Whenever the word "must" appears on a line of the material below, that line is counted; state the total alone.

** Materials provided follows **

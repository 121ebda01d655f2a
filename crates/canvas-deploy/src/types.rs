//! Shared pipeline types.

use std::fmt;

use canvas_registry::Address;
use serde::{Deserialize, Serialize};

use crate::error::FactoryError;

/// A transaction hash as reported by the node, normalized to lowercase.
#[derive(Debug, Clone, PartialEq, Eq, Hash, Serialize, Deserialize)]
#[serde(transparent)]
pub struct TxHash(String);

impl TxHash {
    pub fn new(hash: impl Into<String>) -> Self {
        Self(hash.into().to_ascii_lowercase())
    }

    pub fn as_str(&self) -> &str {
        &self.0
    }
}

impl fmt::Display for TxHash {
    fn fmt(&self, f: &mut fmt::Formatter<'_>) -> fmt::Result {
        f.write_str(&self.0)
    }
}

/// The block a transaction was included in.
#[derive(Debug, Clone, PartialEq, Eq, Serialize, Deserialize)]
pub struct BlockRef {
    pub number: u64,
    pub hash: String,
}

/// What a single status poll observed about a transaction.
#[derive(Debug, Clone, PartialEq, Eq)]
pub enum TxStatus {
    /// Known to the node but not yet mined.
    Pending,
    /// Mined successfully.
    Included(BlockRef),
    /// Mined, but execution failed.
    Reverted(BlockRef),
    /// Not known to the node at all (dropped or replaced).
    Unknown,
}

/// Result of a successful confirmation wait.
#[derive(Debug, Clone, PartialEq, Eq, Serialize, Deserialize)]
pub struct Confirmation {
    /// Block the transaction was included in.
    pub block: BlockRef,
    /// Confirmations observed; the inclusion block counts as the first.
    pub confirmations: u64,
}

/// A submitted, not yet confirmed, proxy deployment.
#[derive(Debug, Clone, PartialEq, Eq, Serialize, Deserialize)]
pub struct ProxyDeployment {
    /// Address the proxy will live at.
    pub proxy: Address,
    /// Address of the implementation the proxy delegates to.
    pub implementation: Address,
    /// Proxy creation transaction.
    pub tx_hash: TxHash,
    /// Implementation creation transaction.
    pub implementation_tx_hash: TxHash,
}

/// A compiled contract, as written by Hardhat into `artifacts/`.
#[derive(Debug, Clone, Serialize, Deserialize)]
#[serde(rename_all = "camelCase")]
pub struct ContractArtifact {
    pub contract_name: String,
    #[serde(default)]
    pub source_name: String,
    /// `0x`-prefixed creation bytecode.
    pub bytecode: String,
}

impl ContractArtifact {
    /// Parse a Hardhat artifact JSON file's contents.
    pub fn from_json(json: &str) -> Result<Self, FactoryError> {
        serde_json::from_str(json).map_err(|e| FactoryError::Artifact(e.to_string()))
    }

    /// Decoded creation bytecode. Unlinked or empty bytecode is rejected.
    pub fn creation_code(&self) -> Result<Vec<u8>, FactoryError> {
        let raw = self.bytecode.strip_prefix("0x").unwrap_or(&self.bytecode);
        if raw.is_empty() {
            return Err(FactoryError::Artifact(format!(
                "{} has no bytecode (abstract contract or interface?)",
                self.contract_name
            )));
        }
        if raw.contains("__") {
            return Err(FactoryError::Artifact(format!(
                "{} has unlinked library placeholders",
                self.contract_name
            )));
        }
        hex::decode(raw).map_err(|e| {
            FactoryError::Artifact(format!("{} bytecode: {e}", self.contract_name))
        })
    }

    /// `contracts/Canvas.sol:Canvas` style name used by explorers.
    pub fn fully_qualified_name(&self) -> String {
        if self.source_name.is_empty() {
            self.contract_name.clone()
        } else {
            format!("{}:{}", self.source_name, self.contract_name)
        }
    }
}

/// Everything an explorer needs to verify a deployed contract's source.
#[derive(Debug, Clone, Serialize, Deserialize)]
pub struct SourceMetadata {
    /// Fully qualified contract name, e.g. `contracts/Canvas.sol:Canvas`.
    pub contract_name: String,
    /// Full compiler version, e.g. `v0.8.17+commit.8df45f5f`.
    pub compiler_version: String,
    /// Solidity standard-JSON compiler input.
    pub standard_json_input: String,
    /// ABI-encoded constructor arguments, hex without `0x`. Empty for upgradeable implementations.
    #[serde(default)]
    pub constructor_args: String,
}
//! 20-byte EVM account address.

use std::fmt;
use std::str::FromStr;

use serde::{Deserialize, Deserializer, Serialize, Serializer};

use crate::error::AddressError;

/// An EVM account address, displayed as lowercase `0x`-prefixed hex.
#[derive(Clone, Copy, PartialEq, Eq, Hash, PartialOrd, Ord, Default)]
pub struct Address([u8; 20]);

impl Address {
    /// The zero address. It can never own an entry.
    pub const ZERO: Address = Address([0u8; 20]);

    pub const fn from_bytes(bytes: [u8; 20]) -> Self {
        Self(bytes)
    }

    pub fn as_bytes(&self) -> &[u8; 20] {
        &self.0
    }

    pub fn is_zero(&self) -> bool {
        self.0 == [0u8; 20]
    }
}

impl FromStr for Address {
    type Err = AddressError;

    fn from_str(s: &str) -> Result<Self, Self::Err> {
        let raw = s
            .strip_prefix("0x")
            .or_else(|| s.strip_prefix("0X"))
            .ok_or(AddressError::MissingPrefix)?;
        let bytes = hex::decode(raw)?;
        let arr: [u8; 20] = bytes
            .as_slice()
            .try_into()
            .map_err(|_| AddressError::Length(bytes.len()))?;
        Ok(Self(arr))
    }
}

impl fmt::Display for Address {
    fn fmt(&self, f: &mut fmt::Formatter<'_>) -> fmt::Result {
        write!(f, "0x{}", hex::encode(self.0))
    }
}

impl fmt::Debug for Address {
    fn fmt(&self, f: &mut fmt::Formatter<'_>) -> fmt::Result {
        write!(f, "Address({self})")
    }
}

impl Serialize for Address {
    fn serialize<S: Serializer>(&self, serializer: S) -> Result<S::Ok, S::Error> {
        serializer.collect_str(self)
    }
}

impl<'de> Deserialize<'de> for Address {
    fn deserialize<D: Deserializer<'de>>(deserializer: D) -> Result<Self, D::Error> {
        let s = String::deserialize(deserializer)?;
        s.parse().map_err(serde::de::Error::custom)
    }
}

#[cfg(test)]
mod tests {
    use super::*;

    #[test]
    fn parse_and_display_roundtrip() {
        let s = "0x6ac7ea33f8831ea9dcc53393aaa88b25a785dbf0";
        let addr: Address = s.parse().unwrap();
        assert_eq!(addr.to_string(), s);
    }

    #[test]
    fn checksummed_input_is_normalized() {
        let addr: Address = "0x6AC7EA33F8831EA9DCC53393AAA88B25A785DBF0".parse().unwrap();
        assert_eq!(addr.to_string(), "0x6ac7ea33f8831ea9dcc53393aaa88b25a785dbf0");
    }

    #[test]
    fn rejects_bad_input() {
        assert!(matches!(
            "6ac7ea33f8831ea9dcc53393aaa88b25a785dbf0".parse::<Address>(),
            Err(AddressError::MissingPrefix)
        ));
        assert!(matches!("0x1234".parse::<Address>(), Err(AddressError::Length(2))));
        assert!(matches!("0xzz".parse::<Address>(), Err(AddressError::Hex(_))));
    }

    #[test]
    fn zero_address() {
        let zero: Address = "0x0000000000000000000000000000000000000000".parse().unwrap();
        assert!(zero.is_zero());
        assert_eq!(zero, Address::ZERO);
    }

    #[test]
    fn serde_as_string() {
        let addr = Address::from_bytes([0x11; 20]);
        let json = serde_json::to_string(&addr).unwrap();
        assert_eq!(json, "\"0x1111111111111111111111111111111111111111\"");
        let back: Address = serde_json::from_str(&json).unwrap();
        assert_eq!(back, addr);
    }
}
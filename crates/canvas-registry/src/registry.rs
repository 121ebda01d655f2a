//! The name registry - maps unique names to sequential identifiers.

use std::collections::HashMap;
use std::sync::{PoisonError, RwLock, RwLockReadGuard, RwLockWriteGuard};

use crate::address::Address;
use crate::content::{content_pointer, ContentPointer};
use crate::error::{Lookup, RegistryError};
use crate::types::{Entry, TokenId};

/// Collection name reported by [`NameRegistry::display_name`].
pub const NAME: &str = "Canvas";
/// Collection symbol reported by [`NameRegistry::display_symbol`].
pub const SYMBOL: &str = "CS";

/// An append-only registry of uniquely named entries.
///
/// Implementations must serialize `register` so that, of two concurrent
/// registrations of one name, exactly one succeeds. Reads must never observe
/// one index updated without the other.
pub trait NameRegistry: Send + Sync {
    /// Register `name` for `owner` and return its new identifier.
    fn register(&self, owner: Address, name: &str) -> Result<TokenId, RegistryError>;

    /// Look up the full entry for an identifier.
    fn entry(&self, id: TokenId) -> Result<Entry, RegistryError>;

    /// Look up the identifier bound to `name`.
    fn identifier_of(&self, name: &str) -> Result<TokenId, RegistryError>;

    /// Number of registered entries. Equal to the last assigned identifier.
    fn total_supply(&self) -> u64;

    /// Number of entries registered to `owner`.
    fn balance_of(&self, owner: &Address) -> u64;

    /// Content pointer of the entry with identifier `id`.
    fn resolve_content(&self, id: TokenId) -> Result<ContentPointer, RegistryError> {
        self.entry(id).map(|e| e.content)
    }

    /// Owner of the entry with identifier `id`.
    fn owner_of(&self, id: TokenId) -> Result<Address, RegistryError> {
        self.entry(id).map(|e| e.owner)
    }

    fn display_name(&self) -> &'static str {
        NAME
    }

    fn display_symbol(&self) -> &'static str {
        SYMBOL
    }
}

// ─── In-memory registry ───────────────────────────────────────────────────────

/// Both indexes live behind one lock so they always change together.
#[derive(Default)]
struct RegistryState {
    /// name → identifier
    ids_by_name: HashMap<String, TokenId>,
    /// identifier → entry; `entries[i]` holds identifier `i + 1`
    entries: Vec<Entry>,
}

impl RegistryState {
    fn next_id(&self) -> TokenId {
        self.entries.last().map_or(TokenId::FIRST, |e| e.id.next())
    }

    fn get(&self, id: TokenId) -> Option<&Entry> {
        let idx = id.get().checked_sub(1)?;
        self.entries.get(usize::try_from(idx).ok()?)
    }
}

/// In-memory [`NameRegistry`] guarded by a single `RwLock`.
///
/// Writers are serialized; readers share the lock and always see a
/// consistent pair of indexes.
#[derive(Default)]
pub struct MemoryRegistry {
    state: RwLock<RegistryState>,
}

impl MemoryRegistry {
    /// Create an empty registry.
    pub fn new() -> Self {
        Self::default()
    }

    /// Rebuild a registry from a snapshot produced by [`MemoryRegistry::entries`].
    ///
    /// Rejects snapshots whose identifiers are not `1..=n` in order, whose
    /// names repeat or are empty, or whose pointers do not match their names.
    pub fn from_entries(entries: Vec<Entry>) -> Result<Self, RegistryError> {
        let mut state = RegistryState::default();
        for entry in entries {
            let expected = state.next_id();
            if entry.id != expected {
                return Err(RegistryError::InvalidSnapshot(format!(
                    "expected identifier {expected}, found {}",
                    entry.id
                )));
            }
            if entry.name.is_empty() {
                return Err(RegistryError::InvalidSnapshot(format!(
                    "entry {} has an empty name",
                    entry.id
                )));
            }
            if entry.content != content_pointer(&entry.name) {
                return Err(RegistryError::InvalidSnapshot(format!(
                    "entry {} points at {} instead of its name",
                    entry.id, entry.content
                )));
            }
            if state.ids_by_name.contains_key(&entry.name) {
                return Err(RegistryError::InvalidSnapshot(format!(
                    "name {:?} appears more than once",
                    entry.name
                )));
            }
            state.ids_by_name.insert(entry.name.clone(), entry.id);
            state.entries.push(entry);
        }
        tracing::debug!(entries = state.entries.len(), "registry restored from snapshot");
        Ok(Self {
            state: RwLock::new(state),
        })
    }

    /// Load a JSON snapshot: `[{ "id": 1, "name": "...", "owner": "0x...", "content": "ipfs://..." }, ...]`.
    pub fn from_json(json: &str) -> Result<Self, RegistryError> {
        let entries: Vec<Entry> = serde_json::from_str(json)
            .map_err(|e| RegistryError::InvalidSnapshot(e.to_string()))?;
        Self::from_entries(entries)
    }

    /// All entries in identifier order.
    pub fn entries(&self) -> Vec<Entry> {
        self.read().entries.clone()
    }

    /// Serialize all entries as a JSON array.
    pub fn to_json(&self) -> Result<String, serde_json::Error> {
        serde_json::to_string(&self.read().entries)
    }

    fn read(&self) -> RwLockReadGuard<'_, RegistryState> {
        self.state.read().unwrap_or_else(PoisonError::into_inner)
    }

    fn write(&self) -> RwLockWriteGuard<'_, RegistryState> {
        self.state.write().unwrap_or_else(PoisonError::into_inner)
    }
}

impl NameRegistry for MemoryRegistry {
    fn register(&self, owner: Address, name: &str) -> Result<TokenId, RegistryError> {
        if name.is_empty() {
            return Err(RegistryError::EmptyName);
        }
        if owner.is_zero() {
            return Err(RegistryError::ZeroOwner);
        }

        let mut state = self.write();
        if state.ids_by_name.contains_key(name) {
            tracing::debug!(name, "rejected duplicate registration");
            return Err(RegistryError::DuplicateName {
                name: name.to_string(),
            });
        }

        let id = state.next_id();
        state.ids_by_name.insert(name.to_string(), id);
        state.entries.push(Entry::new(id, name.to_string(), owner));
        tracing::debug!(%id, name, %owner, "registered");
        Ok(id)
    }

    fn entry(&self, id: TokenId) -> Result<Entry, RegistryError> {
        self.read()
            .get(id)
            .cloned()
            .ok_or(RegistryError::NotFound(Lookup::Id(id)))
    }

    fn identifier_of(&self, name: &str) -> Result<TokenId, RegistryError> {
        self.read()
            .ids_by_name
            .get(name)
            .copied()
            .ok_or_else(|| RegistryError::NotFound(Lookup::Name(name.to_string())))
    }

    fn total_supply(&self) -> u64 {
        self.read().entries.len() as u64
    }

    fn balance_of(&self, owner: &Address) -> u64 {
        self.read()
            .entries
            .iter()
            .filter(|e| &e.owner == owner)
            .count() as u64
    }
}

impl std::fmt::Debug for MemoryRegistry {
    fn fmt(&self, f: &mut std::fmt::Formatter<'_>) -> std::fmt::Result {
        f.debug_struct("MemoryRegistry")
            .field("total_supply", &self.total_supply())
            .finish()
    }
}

** End of Materials provided **

__Answer to the exercise__. 2